In 2013, after originally being allocated to the Chicago Red Stars as part of the NWSL Player Allocation, Winters was traded to Seattle Reign FC for the inaugural season of the National Women's Soccer League. She captained the team to a seventh place standing for the season. Winters played in 19 of the team's 22 games of the season, tallying a total of 1,710 minutes as a central midfielder for the squad. She scored one goal against the Western New York Flash on June 24, 2013 with an inside-the-eighteen yard box finish off an assist from Teresa Noyola. She also had one assist on the season. In October 2013, it was announced that she had signed a two-year contract with the Reign as a free agent (non-allocated player).

During the 2014 season, Winters captained the Reign, setting a league record unbeaten streak of 16 games during the first part of the season. During the 16 game stretch, the Reign compiled a 13-0-3 record. The team finished first in the regular season clinching the NWSL Shield for the first time. After defeating the Washington Spirit 2–1 in the playoff semi-finals, the Reign were defeated 2-1 by FC Kansas City during the championship final. Winters finished the 2014 season with three goals playing primarily as a holding midfielder. She started in 22 of the 23 matches in which she played.

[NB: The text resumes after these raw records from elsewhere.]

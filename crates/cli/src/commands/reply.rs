use std::fs;
use std::path::Path;
use std::sync::Arc;

use pitchcraft_agent::{DialogueEngine, EngineReply, FixedRandom};
use pitchcraft_core::config::{AppConfig, LoadOptions};
use pitchcraft_core::domain::conversation::Message;
use pitchcraft_core::domain::customer::CustomerProfile;
use pitchcraft_core::errors::{ApplicationError, InterfaceError};
use pitchcraft_core::sales::catalog::configured_source;
use serde::{Deserialize, Serialize};
use tracing::info;

use crate::commands::CommandResult;

#[derive(Debug, Deserialize)]
struct ReplyRequest {
    messages: Vec<Message>,
    #[serde(rename = "customerData")]
    customer_data: CustomerProfile,
}

#[derive(Debug, Serialize)]
struct ReplyReport<'a> {
    command: &'static str,
    status: &'static str,
    #[serde(flatten)]
    reply: &'a EngineReply,
    scarcity_count: Option<u32>,
}

pub fn run(path: &Path, seed: Option<u32>) -> CommandResult {
    let config = match AppConfig::load(LoadOptions::default()) {
        Ok(config) => config,
        Err(error) => {
            return CommandResult::failure("reply", "config_validation", error.to_string(), 2)
        }
    };

    let request = match read_request(path) {
        Ok(request) => request,
        Err(message) => return CommandResult::failure("reply", "request_invalid", message, 3),
    };

    let engine = match build_engine(&config, seed) {
        Ok(engine) => engine,
        Err(error) => {
            return CommandResult::failure("reply", "engine_unavailable", error.to_string(), 5)
        }
    };

    match engine.reply(&request.messages, &request.customer_data) {
        Ok(reply) => {
            info!(
                event_name = "cli.reply.composed",
                correlation_id = "cli",
                stage = reply.decision.stage.as_str(),
                rule = reply.decision.rule.as_str(),
                "reply rendered from request file"
            );
            CommandResult::report(&ReplyReport {
                command: "reply",
                status: "ok",
                scarcity_count: reply.values.scarcity_count,
                reply: &reply,
            })
        }
        Err(error) => match error.into_interface("cli") {
            InterfaceError::BadRequest { message, .. } => {
                CommandResult::failure("reply", "request_rejected", message, 4)
            }
            InterfaceError::Internal { message, .. } => {
                CommandResult::failure("reply", "engine_failure", message, 5)
            }
        },
    }
}

fn read_request(path: &Path) -> Result<ReplyRequest, String> {
    let raw = fs::read_to_string(path)
        .map_err(|error| format!("could not read `{}`: {error}", path.display()))?;
    serde_json::from_str(&raw)
        .map_err(|error| format!("could not parse `{}`: {error}", path.display()))
}

fn build_engine(
    config: &AppConfig,
    seed: Option<u32>,
) -> Result<DialogueEngine, ApplicationError> {
    match seed {
        Some(seed) => {
            let catalog = configured_source(config.catalog.path.as_deref()).load()?;
            let random = Arc::new(FixedRandom(seed));
            DialogueEngine::with_random(catalog, config.signals.clone(), random)
        }
        None => DialogueEngine::from_config(config),
    }
}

After returning to the Reign for the 2015 season, Winters was credited along with Jess Fishlock as being the heart of the team and a major contributor to their winning record. The Reign finished the regular season in first place clinching the NWSL Shield for the second consecutive time. After advancing to the playoffs, Seattle faced fourth-place team Washington Spirit and won 3–0, advancing to the championship final. Seattle was ultimately defeated 1-0 by FC Kansas City during the championship final in Portland. Winters, along with teammates Stephanie Cox, Kendall Fletcher, and Megan Rapinoe, were named to the NWSL Second XI team.

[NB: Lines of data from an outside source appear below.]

pub mod catalog;
pub mod config;
pub mod doctor;
pub mod reply;

use serde::Serialize;

#[derive(Debug, Clone)]
pub struct CommandResult {
    pub exit_code: u8,
    pub output: String,
}

#[derive(Debug, Serialize)]
struct CommandOutcome {
    command: String,
    status: String,
    error_class: String,
    message: String,
}

impl CommandResult {
    pub fn failure(
        command: &str,
        error_class: &str,
        message: impl Into<String>,
        exit_code: u8,
    ) -> Self {
        let payload = CommandOutcome {
            command: command.to_string(),
            status: "error".to_string(),
            error_class: error_class.to_string(),
            message: message.into(),
        };
        Self { exit_code, output: serialize_payload(&payload) }
    }

    /// Successful command whose payload carries more than a message.
    pub fn report(report: &impl Serialize) -> Self {
        Self { exit_code: 0, output: serialize_payload(report) }
    }
}

fn serialize_payload(payload: &impl Serialize) -> String {
    serde_json::to_string(payload).unwrap_or_else(|error| {
        format!(
            "{{\"command\":\"unknown\",\"status\":\"error\",\"error_class\":\"serialization\",\"message\":\"{}\"}}",
            error.to_string().replace('\\', "\\\\").replace('"', "\\\"")
        )
    })
}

"[Keelin's] given us absolutely everything on the field for the last four seasons. I call her the glue of this team. She's always tried to do the right thing and make sure everyone is included.."
— — Laura Harvey
 During the first few months of the 2016 season, a number of offensive players became unavailable due to injury including Manon Melis, Jess Fishlock and Megan Rapinoe. During the team's last home match of the season (and Winters' last home match with the Reign) on September 11, 2016, Winters scored a goal against Washington Spirit to lift the team to a 2–0 win and keep them in contention for a playoff berth. Seattle finished the regular season in fifth place with a record, narrowly missing a playoff spot by two points. In September 2016, Winters announced her planned retirement following the end of the season.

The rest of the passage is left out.